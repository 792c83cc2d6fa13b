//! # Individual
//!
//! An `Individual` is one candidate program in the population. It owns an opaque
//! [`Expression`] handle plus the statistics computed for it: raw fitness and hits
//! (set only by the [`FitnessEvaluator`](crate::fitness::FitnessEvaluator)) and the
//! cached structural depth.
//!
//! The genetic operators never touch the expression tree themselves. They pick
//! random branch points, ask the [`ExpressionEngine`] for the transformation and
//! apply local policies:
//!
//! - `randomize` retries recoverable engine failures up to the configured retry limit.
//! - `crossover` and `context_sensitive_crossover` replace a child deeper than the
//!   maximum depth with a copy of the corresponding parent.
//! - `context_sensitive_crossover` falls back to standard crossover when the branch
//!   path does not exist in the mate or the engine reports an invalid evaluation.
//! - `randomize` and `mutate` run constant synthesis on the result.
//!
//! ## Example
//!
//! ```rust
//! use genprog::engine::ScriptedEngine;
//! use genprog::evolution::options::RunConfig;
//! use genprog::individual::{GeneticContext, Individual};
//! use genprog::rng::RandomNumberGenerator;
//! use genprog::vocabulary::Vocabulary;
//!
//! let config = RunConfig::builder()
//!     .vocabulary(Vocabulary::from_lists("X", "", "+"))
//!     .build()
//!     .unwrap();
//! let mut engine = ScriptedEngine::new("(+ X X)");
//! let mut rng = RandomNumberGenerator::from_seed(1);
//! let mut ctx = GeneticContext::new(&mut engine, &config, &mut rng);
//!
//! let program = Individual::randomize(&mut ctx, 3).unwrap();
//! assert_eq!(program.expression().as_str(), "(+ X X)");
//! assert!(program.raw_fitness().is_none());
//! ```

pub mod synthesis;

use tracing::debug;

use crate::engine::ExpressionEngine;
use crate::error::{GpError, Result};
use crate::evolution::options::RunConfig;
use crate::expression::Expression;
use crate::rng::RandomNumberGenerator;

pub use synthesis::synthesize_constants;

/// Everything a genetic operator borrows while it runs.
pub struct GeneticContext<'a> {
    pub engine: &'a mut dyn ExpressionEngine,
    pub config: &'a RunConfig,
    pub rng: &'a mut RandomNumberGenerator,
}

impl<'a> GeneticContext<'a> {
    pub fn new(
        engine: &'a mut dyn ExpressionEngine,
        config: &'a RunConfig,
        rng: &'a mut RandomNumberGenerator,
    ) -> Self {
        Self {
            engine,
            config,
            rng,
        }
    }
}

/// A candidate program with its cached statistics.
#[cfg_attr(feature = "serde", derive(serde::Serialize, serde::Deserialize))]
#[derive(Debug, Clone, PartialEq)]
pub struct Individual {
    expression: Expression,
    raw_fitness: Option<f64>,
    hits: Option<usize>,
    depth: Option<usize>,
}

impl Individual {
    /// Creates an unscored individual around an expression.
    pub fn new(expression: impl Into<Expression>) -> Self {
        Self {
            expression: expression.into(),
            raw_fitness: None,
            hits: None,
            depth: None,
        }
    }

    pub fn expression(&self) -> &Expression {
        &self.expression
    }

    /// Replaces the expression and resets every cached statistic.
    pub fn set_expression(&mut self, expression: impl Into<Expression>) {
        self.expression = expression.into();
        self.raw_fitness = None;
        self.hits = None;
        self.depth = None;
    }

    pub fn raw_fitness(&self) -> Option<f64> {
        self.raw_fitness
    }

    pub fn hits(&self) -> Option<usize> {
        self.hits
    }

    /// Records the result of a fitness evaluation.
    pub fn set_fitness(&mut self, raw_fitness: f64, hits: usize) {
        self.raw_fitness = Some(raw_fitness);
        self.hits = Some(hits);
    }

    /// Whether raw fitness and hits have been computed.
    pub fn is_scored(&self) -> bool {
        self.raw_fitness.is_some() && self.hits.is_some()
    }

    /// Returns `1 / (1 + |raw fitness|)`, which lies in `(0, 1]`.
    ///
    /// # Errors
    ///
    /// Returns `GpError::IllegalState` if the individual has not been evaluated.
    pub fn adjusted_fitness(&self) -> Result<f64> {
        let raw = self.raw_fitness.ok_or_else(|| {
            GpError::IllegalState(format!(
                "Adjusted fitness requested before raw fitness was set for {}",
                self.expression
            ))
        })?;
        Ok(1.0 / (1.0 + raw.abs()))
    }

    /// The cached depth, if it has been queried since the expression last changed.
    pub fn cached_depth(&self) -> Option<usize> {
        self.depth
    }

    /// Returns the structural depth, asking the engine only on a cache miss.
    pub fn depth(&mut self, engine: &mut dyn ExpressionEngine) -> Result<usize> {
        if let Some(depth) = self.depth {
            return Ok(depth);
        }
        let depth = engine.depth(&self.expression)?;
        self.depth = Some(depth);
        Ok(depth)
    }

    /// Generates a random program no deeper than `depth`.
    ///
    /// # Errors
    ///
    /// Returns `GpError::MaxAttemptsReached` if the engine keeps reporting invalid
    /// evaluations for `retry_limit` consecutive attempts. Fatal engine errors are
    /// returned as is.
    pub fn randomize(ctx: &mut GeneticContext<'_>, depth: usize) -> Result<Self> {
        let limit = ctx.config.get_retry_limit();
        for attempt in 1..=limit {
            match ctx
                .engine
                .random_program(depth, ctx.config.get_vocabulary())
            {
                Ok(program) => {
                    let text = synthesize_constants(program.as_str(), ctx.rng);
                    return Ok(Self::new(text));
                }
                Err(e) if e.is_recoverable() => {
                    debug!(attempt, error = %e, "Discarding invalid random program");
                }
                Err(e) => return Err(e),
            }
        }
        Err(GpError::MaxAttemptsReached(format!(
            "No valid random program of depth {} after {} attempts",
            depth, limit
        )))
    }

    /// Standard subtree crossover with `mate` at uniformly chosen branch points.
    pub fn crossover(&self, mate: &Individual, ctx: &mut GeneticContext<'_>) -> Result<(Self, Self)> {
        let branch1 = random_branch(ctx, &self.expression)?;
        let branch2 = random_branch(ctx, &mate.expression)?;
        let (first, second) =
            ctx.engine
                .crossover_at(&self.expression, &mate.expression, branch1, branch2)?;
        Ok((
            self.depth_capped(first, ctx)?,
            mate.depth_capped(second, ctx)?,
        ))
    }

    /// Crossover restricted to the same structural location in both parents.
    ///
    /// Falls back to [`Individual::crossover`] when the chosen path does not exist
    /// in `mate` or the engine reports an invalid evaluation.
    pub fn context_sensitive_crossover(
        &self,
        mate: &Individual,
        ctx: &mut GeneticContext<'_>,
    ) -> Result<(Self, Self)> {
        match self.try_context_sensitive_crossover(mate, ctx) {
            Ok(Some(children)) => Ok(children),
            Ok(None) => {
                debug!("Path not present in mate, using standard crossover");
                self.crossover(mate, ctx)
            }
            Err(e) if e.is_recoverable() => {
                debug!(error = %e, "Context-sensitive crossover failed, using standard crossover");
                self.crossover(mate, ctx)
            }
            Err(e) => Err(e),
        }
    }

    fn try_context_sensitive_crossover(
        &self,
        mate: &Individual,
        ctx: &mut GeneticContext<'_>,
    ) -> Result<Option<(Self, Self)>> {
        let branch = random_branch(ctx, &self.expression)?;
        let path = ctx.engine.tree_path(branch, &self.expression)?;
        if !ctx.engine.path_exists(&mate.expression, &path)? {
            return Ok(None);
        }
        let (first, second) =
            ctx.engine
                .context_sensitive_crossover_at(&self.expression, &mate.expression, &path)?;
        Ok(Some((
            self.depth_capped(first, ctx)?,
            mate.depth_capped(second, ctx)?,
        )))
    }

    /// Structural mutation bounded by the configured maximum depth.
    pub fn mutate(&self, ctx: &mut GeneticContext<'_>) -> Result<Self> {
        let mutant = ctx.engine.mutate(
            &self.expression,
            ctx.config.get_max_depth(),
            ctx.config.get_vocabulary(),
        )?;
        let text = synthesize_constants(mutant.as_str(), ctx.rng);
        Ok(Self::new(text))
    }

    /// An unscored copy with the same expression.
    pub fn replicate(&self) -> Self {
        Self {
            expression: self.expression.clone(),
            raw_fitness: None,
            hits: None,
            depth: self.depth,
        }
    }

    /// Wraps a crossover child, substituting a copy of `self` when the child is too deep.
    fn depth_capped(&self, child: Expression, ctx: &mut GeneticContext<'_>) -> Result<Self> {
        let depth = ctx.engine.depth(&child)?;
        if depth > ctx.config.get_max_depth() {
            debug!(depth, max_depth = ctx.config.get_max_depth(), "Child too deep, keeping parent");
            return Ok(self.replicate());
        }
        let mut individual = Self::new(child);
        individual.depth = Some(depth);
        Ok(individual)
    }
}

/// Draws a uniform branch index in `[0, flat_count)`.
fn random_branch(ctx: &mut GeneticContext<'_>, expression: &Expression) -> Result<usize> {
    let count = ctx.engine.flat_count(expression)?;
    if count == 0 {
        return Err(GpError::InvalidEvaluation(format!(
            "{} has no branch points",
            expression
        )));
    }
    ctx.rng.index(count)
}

▶ HOW TO COMPLETE THIS TASK:
Output exactly one stretch of the listing: from the line containing "owns an opaque" through the line containing "use crate::rng::RandomNumberGenerator;", both end lines included.

▶ RESULT OF THE TASK:
//! An `Individual` is one candidate program in the population. It owns an opaque
//! [`Expression`] handle plus the statistics computed for it: raw fitness and hits
//! (set only by the [`FitnessEvaluator`](crate::fitness::FitnessEvaluator)) and the
//! cached structural depth.
//!
//! The genetic operators never touch the expression tree themselves. They pick
//! random branch points, ask the [`ExpressionEngine`] for the transformation and
//! apply local policies:
//!
//! - `randomize` retries recoverable engine failures up to the configured retry limit.
//! - `crossover` and `context_sensitive_crossover` replace a child deeper than the
//!   maximum depth with a copy of the corresponding parent.
//! - `context_sensitive_crossover` falls back to standard crossover when the branch
//!   path does not exist in the mate or the engine reports an invalid evaluation.
//! - `randomize` and `mutate` run constant synthesis on the result.
//!
//! ## Example
//!
//! ```rust
//! use genprog::engine::ScriptedEngine;
//! use genprog::evolution::options::RunConfig;
//! use genprog::individual::{GeneticContext, Individual};
//! use genprog::rng::RandomNumberGenerator;
//! use genprog::vocabulary::Vocabulary;
//!
//! let config = RunConfig::builder()
//!     .vocabulary(Vocabulary::from_lists("X", "", "+"))
//!     .build()
//!     .unwrap();
//! let mut engine = ScriptedEngine::new("(+ X X)");
//! let mut rng = RandomNumberGenerator::from_seed(1);
//! let mut ctx = GeneticContext::new(&mut engine, &config, &mut rng);
//!
//! let program = Individual::randomize(&mut ctx, 3).unwrap();
//! assert_eq!(program.expression().as_str(), "(+ X X)");
//! assert!(program.raw_fitness().is_none());
//! ```

pub mod synthesis;

use tracing::debug;

use crate::engine::ExpressionEngine;
use crate::error::{GpError, Result};
use crate::evolution::options::RunConfig;
use crate::expression::Expression;
use crate::rng::RandomNumberGenerator;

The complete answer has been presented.